Question:Circle A has a diameter with endpoints \((-1, 3)\) and \((5, 3)\).Circle B is obtained by translating circle A down...
GMAT Geometry & Trigonometry : (Geo_Trig) Questions
- Circle A has a diameter with endpoints \((-1, 3)\) and \((5, 3)\).
- Circle B is obtained by translating circle A down 5 units in the xy-plane.
- Which of the following equations represents circle B?
- \((\mathrm{x} - 2)^2 + (\mathrm{y} - 8)^2 = 9\)
- \((\mathrm{x} - 2)^2 + (\mathrm{y} + 2)^2 = 9\)
- \((\mathrm{x} + 2)^2 + (\mathrm{y} - 2)^2 = 9\)

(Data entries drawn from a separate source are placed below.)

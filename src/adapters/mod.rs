//! Adapters: concrete implementations of the hexagonal port traits.
//!
//! | Adapter       | Implements   | Connects to                   |
//! |---------------|--------------|-------------------------------|
//! | `config_file` | ConfigPort   | JSON file on disk             |
//! | `json_api`    | (transport)  | JSON request / response body  |
//! | `log_sink`    | EventSink    | `log` facade                  |
//! | `time`        | Clock        | host local time, manual clock |

pub mod config_file;
pub mod json_api;
pub mod log_sink;
pub mod time;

- \((\mathrm{x} - 2)^2 + (\mathrm{y} - 2)^2 = 9\)
- \((\mathrm{x} - 3)^2 + (\mathrm{y} + 2)^2 = 9\)
1. TRANSLATE the problem information
- Given information:
- Circle A has diameter with endpoints \((-1, 3)\) and \((5, 3)\)
- Circle B is Circle A translated down 5 units
- Need to find equation of Circle B
- What this tells us: We need to find Circle A's center and radius first, then apply the translation.
2. INFER the solution approach
- To write any circle equation, we need center \((\mathrm{h}, \mathrm{k})\) and radius \(\mathrm{r}\)
- Translation only moves the center - radius stays the same
- "Down 5 units" means subtract 5 from the y-coordinate of the center
3. SIMPLIFY to find Circle A's properties
- Center = midpoint of diameter endpoints:
- x-coordinate: \((-1 + 5)/2 = 4/2 = 2\)
- y-coordinate: \((3 + 3)/2 = 6/2 = 3\)
- Center: \((2, 3)\)
- Radius = half the diameter length:
- Since both endpoints have \(\mathrm{y} = 3\), diameter = \(|5 - (-1)| = 6\)
- Radius = \(6/2 = 3\)
4. TRANSLATE the transformation to Circle B
- "Down 5 units" means new center: \((2, 3 - 5) = (2, -2)\)
- Radius unchanged: \(\mathrm{r} = 3\)
5. SIMPLIFY to write the equation
- Standard form: \((\mathrm{x} - \mathrm{h})^2 + (\mathrm{y} - \mathrm{k})^2 = \mathrm{r}^2\)
- Substitute \(\mathrm{h} = 2\), \(\mathrm{k} = -2\), \(\mathrm{r} = 3\):
- \((\mathrm{x} - 2)^2 + (\mathrm{y} - (-2))^2 = 9\)
- Final form: \((\mathrm{x} - 2)^2 + (\mathrm{y} + 2)^2 = 9\)
Answer: Choice B
Why Students Usually Falter on This Problem
Most Common Error Path:
Weak TRANSLATE skills: Students misunderstand what "down 5 units" means in the context of the circle equation. They might think this changes the constant term to -5 or affects the x-coordinate instead of the y-coordinate.
When translating the center from \((2, 3)\) to \((2, -2)\), they incorrectly write the equation as \((\mathrm{x} - 2)^2 + (\mathrm{y} - 2)^2 = 9\), thinking the y-coordinate in the equation should match the y-coordinate of the center directly.
This leads them to select Choice D \(((\mathrm{x} - 2)^2 + (\mathrm{y} - 2)^2 = 9)\).
Second Most Common Error:
Poor SIMPLIFY execution: Students make arithmetic errors when finding the midpoint, particularly with the x-coordinate calculation \((-1 + 5)/2\), getting 3 instead of 2 for the x-coordinate of the center.
This shifts their entire solution and may lead them to select Choice E \(((\mathrm{x} - 3)^2 + (\mathrm{y} + 2)^2 = 9)\).
The Bottom Line:
This problem tests whether students can systematically work through coordinate geometry transformations. The key insight is remembering that in the standard circle equation \((\mathrm{x} - \mathrm{h})^2 + (\mathrm{y} - \mathrm{k})^2 = \mathrm{r}^2\), when the center moves to \((\mathrm{h}, \mathrm{k}) = (2, -2)\), the equation becomes \((\mathrm{x} - 2)^2 + (\mathrm{y} + 2)^2 = 9\), not \((\mathrm{y} - 2)^2\).